Ainsi, comme ces déréglements d’esprit, qui paraissent opposés, l’un portant à croire légèrement ce qui est obscur et incertain, et l’autre à douter de ce qui est clair et certain, ont néanmoins le même principe, qui est la négligence à se rendre attentif autant qu’il faut pour discerner la vérité, il est visible qu’il faut y remédier de la même sorte, et que l’unique moyen de s’en garantir est d’apporter une attention exacte à nos jugements et à nos pensées. C’est la seule chose qui soit absolument nécessaire pour se défendre des surprises : car ce que les académiciens disaient, qu’il était impossible de trouver la vérité, si on n’en avait des marques, comme on ne pourrait reconnaître un esclave fugitif qu’on chercherait si on n’avait des signes pour le distinguer des autres, au cas qu’on le rencontrât, n’est qu’une vaine subtilité.
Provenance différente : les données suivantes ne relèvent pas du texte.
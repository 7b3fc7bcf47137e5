use std::sync::Arc;

use anyhow::Context;
use schoolhub_config::{
    AttendanceConfig, CorsConfig, EmailConfig, JwtConfig, PasswordConfig, RateLimitConfig,
    ServerConfig, StoreBackend, UploadConfig,
};
use schoolhub_db::{MemoryStore, PgStore, Store, init_db_pool, run_migrations};
use tracing::info;

use crate::middleware::rate_limit::RateLimiters;
use crate::utils::email::{Notifier, build_notifier};
use crate::utils::uploads::ImageStorage;

#[derive(Clone)]
pub struct AppState {
    pub store: Arc<dyn Store>,
    pub jwt_config: JwtConfig,
    pub email_config: EmailConfig,
    pub cors_config: CorsConfig,
    pub rate_limit_config: RateLimitConfig,
    pub attendance_config: AttendanceConfig,
    pub password_config: PasswordConfig,
    pub upload_config: UploadConfig,
    pub notifier: Arc<dyn Notifier>,
    pub images: ImageStorage,
    pub limiters: RateLimiters,
}

impl AppState {
    /// State with default settings around `store`. Email is logged instead
    /// of sent and rate limiting is off.
    pub fn new(store: Arc<dyn Store>, jwt_config: JwtConfig) -> Self {
        let email_config = EmailConfig::default();
        let rate_limit_config = RateLimitConfig::default();
        let upload_config = UploadConfig::default();
        Self {
            store,
            jwt_config,
            notifier: build_notifier(&email_config),
            email_config,
            cors_config: CorsConfig::default(),
            limiters: RateLimiters::new(&rate_limit_config),
            rate_limit_config,
            attendance_config: AttendanceConfig::default(),
            password_config: PasswordConfig::default(),
            images: ImageStorage::new(&upload_config),
            upload_config,
        }
    }

    pub fn with_notifier(mut self, notifier: Arc<dyn Notifier>) -> Self {
        self.notifier = notifier;
        self
    }

    pub fn with_attendance_config(mut self, config: AttendanceConfig) -> Self {
        self.attendance_config = config;
        self
    }

    pub fn with_password_config(mut self, config: PasswordConfig) -> Self {
        self.password_config = config;
        self
    }

    pub fn with_rate_limit_config(mut self, config: RateLimitConfig) -> Self {
        self.limiters = RateLimiters::new(&config);
        self.rate_limit_config = config;
        self
    }

    pub fn with_upload_config(mut self, config: UploadConfig) -> Self {
        self.images = ImageStorage::new(&config);
        self.upload_config = config;
        self
    }
}

/// Opens the configured storage backend. Postgres is migrated on the way up.
pub async fn init_store(server: &ServerConfig) -> anyhow::Result<Arc<dyn Store>> {
    match server.store_backend {
        StoreBackend::Memory => {
            info!("Using in-memory store");
            Ok(Arc::new(MemoryStore::new()))
        }
        StoreBackend::Postgres => {
            let url = server
                .database_url
                .as_deref()
                .context("DATABASE_URL must be set for the postgres backend")?;
            let pool = init_db_pool(url, server.database_max_connections)
                .await
                .context("Failed to connect to database")?;
            run_migrations(&pool)
                .await
                .context("Failed to run database migrations")?;
            info!("Connected to Postgres, migrations applied");
            Ok(Arc::new(PgStore::new(pool)))
        }
    }
}

/// Builds the state from the environment. Fails without `JWT_SECRET`.
pub async fn init_app_state(server: &ServerConfig) -> anyhow::Result<AppState> {
    let jwt_config = JwtConfig::from_env().context("Invalid token configuration")?;
    let email_config = EmailConfig::from_env();
    let rate_limit_config = RateLimitConfig::from_env();
    let upload_config = UploadConfig::from_env();

    Ok(AppState {
        store: init_store(server).await?,
        jwt_config,
        notifier: build_notifier(&email_config),
        email_config,
        cors_config: CorsConfig::from_env(),
        limiters: RateLimiters::new(&rate_limit_config),
        rate_limit_config,
        attendance_config: AttendanceConfig::from_env()?,
        password_config: PasswordConfig::from_env(),
        images: ImageStorage::new(&upload_config),
        upload_config,
    })
}
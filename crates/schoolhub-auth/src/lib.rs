//! # SchoolHub Auth
//!
//! Identity tokens for the SchoolHub API.
//!
//! - [`claims`]: the JWT claim structure (`sub`, `role`, `iat`, `exp`)
//! - [`jwt`]: token issuing and verification
//!
//! Tokens are HS256 JWTs signed with the configured secret and valid for 24 hours.
//!
//! # Example
//!
//! ```ignore
//! use schoolhub_auth::{create_access_token, verify_token};
//! use schoolhub_config::JwtConfig;
//! use schoolhub_core::Role;
//!
//! let config = JwtConfig::from_env()?;
//! let token = create_access_token(principal_id, Role::Teacher, &config)?;
//! let claims = verify_token(&token, &config)?;
//! assert_eq!(claims.role, Role::Teacher);
//! ```

pub mod claims;
pub mod jwt;

// Re-export commonly used types at crate root
pub use claims::Claims;
pub use jwt::{create_access_token, verify_token};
Comme il ne faut point d’autres marques pour distinguer la lumière des ténèbres que la lumière même, qui se fait assez sentir, ainsi il n’en faut point d’autres pour reconnaître la vérité, que la clarté même qui l’environne et qui soumet l’esprit et le persuade malgré qu’il en ait de sorte que toutes les raisons de ces philosophes ne sont pas plus capables d’empêcher l’âme de se rendre à la vérité, lorsqu’elle en est fortement pénétrée, qu’elles sont capables d’empêcher les yeux de voir lorsqu’étant ouverts, ils sont frappés par la lumière du soleil.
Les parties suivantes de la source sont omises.